The Father and the Son are also described as distinct. Nephi seems to recognize a distinction between the Father and the Son. Christ “witnesseth” obedience unto the Father (2 Nephi 31:7), and keeps the commandments of the Father (2 Nephi 31:7-11). In Jacob’s day, the righteous Nephites worshipped the Father in Christ’s name and saw the story of Father Abraham’s attempted sacrifice of his Son Isaac as “a similitude of God and his Only Begotten Son” (Jacob 4:5-6), which strongly suggests that they are separate individuals. Other passages describe Jesus as in complete harmony with but still subordinate to his Father (3 Nephi 11:32-36). Jesus prays to the Father (3 Nephi 17:13-18; 19:19-34), is sent by the Father (3 Nephi 27:13), the Father introduces the Son (3 Nephi 11:3-7), the Father commands the Son (3 Nephi 15:16; 16:10), the Son like an advocate for the defense hold the righteous guiltless before his Father at the day of judgement (3 Nephi 27:16). Since the Father, the Son, and the Holy Ghost are all described in the Book of Mormon as separate and distinct individuals, they constitute “one God” or divine government which is unified in purpose, will, doctrine and testimony.

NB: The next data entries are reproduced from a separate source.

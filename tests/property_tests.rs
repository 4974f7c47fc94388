//! Property-based tests for the TINY pipeline
//!
//! The syntax crate checks the scanner and parser in isolation; these check that the two ways
//! into the parser (source text and persisted token files) stay interchangeable.

use proptest::prelude::*;
use tiny::interchange::write_tokens;
use tiny::parser::ParserConfig;
use tiny::{lexer, parse_source, parse_token_text};

proptest! {
    /// Property: parsing source text and parsing its token file give the same result.
    #[test]
    fn token_file_and_source_agree(source in "[a-zA-Z0-9 :=;<+*/(){}\n-]{0,120}") {
        let direct = parse_source(&source, ParserConfig::default());
        let via_file = parse_token_text(&write_tokens(lexer::scan(&source).tokens()), ParserConfig::default());
        prop_assert!(via_file.skipped.is_empty());
        prop_assert_eq!(via_file.result, direct.result);
    }

    /// Property: the pipeline never panics and its status agrees with the diagnostics.
    #[test]
    fn pipeline_status_matches_errors(source in "\\PC{0,120}", max_depth in 1usize..64) {
        let parsed = parse_source(&source, ParserConfig::with_max_depth(max_depth));
        prop_assert_eq!(parsed.result.is_accepted(), parsed.result.errors.is_empty());
        prop_assert_eq!(parsed.tokens.is_empty(), parsed.result.status == tiny::parser::ParseStatus::Error);
    }
}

At the time of Amulek’s discussion with Zeezrom, idolatry was a serious problem among unbelievers (Alma 1:32; 31:1), as was Nehorism. Many of the people of Ammonihah were of the order of Nehor (Alma 14:16; 15:15). They believed that all men would be saved no matter what they did (Alma 11:4; 21:6), did not believe in Christ (Alma 21:9), and consequently did not believe in the repentance of sins (Alma 15:15; 21:6). The Book of Mormon also explains that Zeezrom was attempting to get Alma and Amulek to contradict themselves so that he could “make him cross his words, or contradict the words which he should speak” (Alma 10:16) and thus discredit their testimony of the gospel and destroy them (Alma 10:13-16; 11:21). So Zeezrom’s question (“Is there more than one God?) was very loaded. Since Alma and Amulek had testified that salvation only came about through Christ’s atonement (Alma 9:26-29; 11:40; 12:32-37), what Zeezrom was really asking was if there is salvation through any other God. If Amulek had said “yes,” Zeezrom could have easily dismissed their testimony of Christ since the Amonihahites probably worshipped other gods or idols. So Amulek said “no,” but then he went on to explain how in the resurrection and the judgement all men will “be arraigned before the bar of Christ the Son, and God the Father, and the Holy Spirit, which [Father, Son and Holy Ghost—the Godhead] is one Eternal God, to be judged according to their works, whether they be good or evil” (Alma 11:44). When Amulek speaks of there being only “one God,” he was speaking of the only legitimate government of heaven though which the true doctrine and means of salvation can be obtained.